(RECORDED INFORMATION begins)

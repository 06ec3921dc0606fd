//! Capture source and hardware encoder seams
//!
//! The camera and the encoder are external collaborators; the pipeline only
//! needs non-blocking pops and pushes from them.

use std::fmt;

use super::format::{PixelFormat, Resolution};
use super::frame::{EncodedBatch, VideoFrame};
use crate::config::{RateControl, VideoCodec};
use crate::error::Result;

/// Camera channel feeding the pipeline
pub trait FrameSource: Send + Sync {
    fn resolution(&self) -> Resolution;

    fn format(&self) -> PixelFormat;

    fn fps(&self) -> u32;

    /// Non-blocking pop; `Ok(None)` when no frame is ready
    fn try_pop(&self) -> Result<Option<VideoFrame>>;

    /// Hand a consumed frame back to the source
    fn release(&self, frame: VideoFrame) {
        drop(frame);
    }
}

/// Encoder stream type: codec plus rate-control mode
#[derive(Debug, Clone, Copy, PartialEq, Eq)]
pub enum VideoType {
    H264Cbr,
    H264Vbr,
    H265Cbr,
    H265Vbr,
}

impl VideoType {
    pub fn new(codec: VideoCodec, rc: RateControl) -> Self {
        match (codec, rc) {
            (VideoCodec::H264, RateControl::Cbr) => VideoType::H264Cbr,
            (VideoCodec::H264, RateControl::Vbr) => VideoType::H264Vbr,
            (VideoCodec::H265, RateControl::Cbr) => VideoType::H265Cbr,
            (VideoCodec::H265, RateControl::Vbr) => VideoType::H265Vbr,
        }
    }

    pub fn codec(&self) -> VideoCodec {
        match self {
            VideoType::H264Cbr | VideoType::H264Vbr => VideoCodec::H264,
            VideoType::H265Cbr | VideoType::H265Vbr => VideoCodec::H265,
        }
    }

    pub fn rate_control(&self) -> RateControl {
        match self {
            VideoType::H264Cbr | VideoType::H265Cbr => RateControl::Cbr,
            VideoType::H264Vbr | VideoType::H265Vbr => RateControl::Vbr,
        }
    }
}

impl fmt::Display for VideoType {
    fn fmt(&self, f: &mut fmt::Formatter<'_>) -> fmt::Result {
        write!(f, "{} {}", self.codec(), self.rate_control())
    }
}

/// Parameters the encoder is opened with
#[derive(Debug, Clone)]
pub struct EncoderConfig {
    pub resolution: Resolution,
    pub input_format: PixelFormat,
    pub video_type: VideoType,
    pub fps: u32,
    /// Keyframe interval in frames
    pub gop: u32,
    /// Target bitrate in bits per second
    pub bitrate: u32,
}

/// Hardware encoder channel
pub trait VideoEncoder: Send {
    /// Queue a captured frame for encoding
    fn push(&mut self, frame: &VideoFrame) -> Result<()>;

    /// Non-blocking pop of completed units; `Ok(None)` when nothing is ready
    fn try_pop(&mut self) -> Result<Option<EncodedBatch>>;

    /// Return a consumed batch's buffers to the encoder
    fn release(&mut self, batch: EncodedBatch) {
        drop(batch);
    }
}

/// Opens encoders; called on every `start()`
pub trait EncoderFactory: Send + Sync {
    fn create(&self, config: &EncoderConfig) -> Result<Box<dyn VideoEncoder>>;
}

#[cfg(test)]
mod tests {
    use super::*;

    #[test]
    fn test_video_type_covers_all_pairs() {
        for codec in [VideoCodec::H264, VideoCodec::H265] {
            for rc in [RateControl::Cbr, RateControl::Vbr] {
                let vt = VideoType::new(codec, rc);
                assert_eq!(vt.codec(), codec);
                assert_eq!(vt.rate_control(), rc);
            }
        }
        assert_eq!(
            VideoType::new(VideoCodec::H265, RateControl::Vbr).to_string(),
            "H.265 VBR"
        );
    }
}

(RECORDED INFORMATION ends)
(RECORDED INFORMATION begins)

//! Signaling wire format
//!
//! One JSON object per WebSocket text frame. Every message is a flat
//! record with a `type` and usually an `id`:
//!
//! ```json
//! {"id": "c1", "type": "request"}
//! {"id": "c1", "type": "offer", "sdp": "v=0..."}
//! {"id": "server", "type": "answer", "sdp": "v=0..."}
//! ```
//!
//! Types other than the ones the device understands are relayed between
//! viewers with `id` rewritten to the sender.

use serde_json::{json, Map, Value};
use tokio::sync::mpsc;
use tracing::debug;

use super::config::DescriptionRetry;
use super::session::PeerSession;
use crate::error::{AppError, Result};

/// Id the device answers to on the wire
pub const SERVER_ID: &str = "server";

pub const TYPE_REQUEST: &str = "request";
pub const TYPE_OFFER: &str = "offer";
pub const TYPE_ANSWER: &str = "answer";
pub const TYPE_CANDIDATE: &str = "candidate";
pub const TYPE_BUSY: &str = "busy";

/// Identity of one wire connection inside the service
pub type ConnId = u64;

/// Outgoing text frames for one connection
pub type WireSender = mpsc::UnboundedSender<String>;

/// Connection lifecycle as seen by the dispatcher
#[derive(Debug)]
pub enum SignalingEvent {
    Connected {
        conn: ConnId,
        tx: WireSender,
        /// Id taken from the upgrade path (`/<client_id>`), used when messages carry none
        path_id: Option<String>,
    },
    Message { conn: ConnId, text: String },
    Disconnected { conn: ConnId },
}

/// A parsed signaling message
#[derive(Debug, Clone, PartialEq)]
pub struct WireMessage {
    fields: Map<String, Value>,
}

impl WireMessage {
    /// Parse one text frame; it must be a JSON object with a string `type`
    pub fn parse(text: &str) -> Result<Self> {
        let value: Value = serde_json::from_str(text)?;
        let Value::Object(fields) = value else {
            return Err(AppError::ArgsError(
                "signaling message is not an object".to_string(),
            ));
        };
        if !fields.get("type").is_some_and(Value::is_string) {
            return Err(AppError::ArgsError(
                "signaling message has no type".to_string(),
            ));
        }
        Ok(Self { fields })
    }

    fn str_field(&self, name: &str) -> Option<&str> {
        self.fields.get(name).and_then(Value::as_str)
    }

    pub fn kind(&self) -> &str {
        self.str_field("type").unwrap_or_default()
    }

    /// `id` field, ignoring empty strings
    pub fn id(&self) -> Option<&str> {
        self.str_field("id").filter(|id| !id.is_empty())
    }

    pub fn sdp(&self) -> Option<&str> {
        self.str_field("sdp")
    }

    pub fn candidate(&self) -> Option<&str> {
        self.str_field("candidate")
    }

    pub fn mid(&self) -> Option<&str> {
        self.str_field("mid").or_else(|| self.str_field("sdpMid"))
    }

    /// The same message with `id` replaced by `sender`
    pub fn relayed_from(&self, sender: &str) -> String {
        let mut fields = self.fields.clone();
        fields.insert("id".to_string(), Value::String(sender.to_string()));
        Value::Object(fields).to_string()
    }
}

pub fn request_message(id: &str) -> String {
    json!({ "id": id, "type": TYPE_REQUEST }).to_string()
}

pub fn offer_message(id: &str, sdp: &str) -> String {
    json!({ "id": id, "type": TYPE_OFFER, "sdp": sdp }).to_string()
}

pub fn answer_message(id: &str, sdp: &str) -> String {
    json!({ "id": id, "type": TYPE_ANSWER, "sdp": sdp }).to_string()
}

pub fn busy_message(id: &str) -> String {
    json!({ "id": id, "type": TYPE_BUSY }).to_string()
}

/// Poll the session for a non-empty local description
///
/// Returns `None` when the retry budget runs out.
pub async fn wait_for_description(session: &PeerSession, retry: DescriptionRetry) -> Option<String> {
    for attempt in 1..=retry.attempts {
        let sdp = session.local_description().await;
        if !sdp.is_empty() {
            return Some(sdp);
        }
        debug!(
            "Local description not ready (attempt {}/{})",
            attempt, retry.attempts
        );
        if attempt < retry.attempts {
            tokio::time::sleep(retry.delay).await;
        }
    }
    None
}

(RECORDED INFORMATION ends)
(RECORDED INFORMATION begins)

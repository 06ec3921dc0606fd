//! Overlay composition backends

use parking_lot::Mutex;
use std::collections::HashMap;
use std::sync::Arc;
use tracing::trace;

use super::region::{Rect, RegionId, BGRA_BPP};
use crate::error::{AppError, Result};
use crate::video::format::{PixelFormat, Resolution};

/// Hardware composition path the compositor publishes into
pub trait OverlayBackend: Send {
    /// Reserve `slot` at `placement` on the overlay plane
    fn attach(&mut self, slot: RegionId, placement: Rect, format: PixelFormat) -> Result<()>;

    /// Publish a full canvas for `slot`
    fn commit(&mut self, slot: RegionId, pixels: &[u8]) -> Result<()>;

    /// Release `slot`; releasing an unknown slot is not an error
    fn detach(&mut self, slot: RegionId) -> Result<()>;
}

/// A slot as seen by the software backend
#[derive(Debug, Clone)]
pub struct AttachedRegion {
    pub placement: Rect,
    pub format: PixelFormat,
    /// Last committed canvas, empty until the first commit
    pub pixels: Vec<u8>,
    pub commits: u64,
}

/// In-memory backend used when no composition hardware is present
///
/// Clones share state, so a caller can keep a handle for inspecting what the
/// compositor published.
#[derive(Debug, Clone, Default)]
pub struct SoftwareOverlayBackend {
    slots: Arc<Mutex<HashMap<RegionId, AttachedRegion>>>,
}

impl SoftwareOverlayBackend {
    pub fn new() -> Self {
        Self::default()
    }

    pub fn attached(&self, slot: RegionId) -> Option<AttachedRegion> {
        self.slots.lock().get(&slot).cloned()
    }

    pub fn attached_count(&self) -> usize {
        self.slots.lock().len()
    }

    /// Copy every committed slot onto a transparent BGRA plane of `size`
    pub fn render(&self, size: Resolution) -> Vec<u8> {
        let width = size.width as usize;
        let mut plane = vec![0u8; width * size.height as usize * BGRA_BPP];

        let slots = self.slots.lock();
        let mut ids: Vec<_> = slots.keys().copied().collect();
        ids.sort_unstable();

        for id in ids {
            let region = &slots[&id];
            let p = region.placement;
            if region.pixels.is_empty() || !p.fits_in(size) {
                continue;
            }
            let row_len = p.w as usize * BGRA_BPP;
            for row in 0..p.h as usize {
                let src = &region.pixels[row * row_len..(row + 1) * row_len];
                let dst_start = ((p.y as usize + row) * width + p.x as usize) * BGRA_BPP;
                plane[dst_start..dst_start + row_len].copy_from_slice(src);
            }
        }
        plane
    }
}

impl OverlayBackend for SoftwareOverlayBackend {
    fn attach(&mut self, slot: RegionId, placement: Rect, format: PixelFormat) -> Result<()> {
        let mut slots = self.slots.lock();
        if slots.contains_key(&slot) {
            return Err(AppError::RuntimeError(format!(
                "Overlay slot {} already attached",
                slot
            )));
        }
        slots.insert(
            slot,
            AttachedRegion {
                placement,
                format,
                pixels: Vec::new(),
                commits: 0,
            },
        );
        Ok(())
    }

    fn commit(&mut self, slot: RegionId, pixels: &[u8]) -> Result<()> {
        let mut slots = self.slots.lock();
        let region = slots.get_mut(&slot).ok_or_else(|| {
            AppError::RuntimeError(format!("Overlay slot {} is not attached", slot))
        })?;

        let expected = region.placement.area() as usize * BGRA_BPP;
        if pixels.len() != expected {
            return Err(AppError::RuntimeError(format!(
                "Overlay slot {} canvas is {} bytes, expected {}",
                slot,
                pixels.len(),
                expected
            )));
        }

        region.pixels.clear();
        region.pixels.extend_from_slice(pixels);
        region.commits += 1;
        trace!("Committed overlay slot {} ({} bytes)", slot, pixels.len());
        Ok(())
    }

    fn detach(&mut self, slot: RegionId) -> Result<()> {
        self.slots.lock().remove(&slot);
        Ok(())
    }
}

(RECORDED INFORMATION ends)

## PROBLEM STATEMENT
The output should be exactly the lines above from the line containing "pub fn kind(&self)" to the line containing "pub fn mid(&self)", inclusive, with no other lines.

## EXERCISE RESPONSE
    pub fn kind(&self) -> &str {
        self.str_field("type").unwrap_or_default()
    }

    /// `id` field, ignoring empty strings
    pub fn id(&self) -> Option<&str> {
        self.str_field("id").filter(|id| !id.is_empty())
    }

    pub fn sdp(&self) -> Option<&str> {
        self.str_field("sdp")
    }

    pub fn candidate(&self) -> Option<&str> {
        self.str_field("candidate")
    }

    pub fn mid(&self) -> Option<&str> {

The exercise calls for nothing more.